Once the High Level Information Classes have been identified, they become more meaningful to EA work once you map them to the functional heirarchy and application classes. For more information and examples related to this type of information mapping, please see our Jump Start materials.
Enterprise Application Architecture (EAA) is typically the second-most mature and well-defined area of EA, after Enterprise Technology Architecture (ETA). Makes sense, as applications are seen to be the responsibility of the IT group as much as the infrastructure. ETA is often described/organized in terms of domains (i.e. server, middleware, network, database), while EAA is often organized by application class (back office, customer facing, operations, etc.). However, recently, we have had several companies wondering how to establish standards for the EAA when they are essentially taking a portfolio or functional view of the application environment.

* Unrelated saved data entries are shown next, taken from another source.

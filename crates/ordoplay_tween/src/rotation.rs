// SPDX-License-Identifier: MIT OR Apache-2.0
//! Euler-angle helpers.
//!
//! Euler angles are in degrees and use the Y-up, Z-forward convention where
//! a rotation is applied around Z, then X, then Y.

/// Wrap an angle into `[0, 360)`
pub fn normalize_degrees(angle: f32) -> f32 {
    let wrapped = angle.rem_euclid(360.0);
    // rem_euclid can round up to exactly 360 for tiny negative inputs
    if wrapped >= 360.0 {
        0.0
    } else {
        wrapped
    }
}

/// Normalize every axis into `[0, 360)`
pub fn normalize_euler(euler: [f32; 3]) -> [f32; 3] {
    [
        normalize_degrees(euler[0]),
        normalize_degrees(euler[1]),
        normalize_degrees(euler[2]),
    ]
}

/// Signed delta from `start` to `end` along the shorter arc.
///
/// Both angles are normalized first; the result lies in `[-180, 180]`.
pub fn shortest_delta(start: f32, end: f32) -> f32 {
    let start = normalize_degrees(start);
    let end = normalize_degrees(end);
    let delta = end - start;

    if delta > 180.0 {
        end - (start + 360.0)
    } else if delta < -180.0 {
        end - (start - 360.0)
    } else {
        delta
    }
}

/// Per-axis shortest deltas
pub fn shortest_deltas(start: [f32; 3], end: [f32; 3]) -> [f32; 3] {
    [
        shortest_delta(start[0], end[0]),
        shortest_delta(start[1], end[1]),
        shortest_delta(start[2], end[2]),
    ]
}

/// Signed angle in degrees from `from` to `to`, in `[-180, 180]`.
///
/// Positive when `to` is counter-clockwise of `from`. Zero-length vectors
/// give `0`.
pub fn signed_angle(from: [f32; 2], to: [f32; 2]) -> f32 {
    let denominator =
        ((from[0] * from[0] + from[1] * from[1]) * (to[0] * to[0] + to[1] * to[1])).sqrt();
    if denominator < 1e-15 {
        return 0.0;
    }

    let cos = ((from[0] * to[0] + from[1] * to[1]) / denominator).clamp(-1.0, 1.0);
    let angle = cos.acos().to_degrees();
    let cross = from[0] * to[1] - from[1] * to[0];

    if cross >= 0.0 {
        angle
    } else {
        -angle
    }
}

/// Euler angles that make an object at `from` face `to`, in `[0, 360)`.
///
/// Identity when the two points coincide.
pub fn look_at_euler(from: [f32; 3], to: [f32; 3]) -> [f32; 3] {
    let dir = [to[0] - from[0], to[1] - from[1], to[2] - from[2]];
    let horizontal = (dir[0] * dir[0] + dir[2] * dir[2]).sqrt();

    if horizontal < f32::EPSILON && dir[1].abs() < f32::EPSILON {
        return [0.0, 0.0, 0.0];
    }

    let pitch = (-dir[1]).atan2(horizontal).to_degrees();
    let yaw = dir[0].atan2(dir[2]).to_degrees();

    normalize_euler([pitch, yaw, 0.0])
}

/// Quaternion `[x, y, z, w]` from euler angles
pub fn euler_to_quat(euler: [f32; 3]) -> [f32; 4] {
    let half = |deg: f32| deg.to_radians() * 0.5;
    let (sx, cx) = half(euler[0]).sin_cos();
    let (sy, cy) = half(euler[1]).sin_cos();
    let (sz, cz) = half(euler[2]).sin_cos();

    let qx = [sx, 0.0, 0.0, cx];
    let qy = [0.0, sy, 0.0, cy];
    let qz = [0.0, 0.0, sz, cz];

    quat_mul(quat_mul(qy, qx), qz)
}

/// Euler angles in `[0, 360)` from a unit quaternion `[x, y, z, w]`
pub fn quat_to_euler(q: [f32; 4]) -> [f32; 3] {
    let [x, y, z, w] = q;

    let sin_x = (2.0 * (w * x - y * z)).clamp(-1.0, 1.0);
    let pitch = sin_x.asin();
    let yaw = (2.0 * (w * y + x * z)).atan2(1.0 - 2.0 * (x * x + y * y));
    let roll = (2.0 * (w * z + x * y)).atan2(1.0 - 2.0 * (x * x + z * z));

    normalize_euler([pitch.to_degrees(), yaw.to_degrees(), roll.to_degrees()])
}

/// Hamilton product `a * b`
pub fn quat_mul(a: [f32; 4], b: [f32; 4]) -> [f32; 4] {
    let [ax, ay, az, aw] = a;
    let [bx, by, bz, bw] = b;
    [
        aw * bx + ax * bw + ay * bz - az * by,
        aw * by - ax * bz + ay * bw + az * bx,
        aw * bz + ax * by - ay * bx + az * bw,
        aw * bw - ax * bx - ay * by - az * bz,
    ]
}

In order to address that need, I want to add one element for your consideration. That is the notion of “platforms” – not the way it is typically used as a domain name – such as server platform, mainframe platform, etc. – which is usually a hardware-based platform designation. What I am talking about is sometimes referred to as pattern or configuration, but I think that the term platform is best.
You could roughly define a platform as a specific, standardized set of IT components (i.e., hardware, firmware and software) that is configured to provide a specific infrastructure capability. From a metaphor standpoint, the platform represents what you build upon – solutions are built upon platforms, but if you choose the correct platform, you don’t have to change it, just use it. I think the argument we are trying to make is that each individual business solution (regardless of functionality) should not require their own platform, but rather a business solution should try to leverage/conform to the existing platform that best suits its processing needs. For instance, one portal application should be built on the same “platform” (set of infrastructure components configured to provide portal capabilities) as any other. Another example, if Home grown apps and ERPs and other packages apps want to integrate with other apps, they should use the same integration platform (ESB, EAI, message-based, etc.).
Examples of platforms:
- Integration (ESB, EAI, message-based, etc.)
- Application Development
- Data Management
- Mobile or Handheld
- Document management
- Storage Management
Some of these platforms may be visible to the business community (handheld/mobile, ERP, collaboration) while others are more like technical platforms (storage management, security, data management) that support other platforms. In any case, the platforms have a few characteristics that I think are important to note:
- The components of a platform tends to cross the traditional technical domains. For instance a platform is likely to have hardware, data management, network, middleware, and other software components that come from multiple domains. This provides a basis for collaboration across domain teams.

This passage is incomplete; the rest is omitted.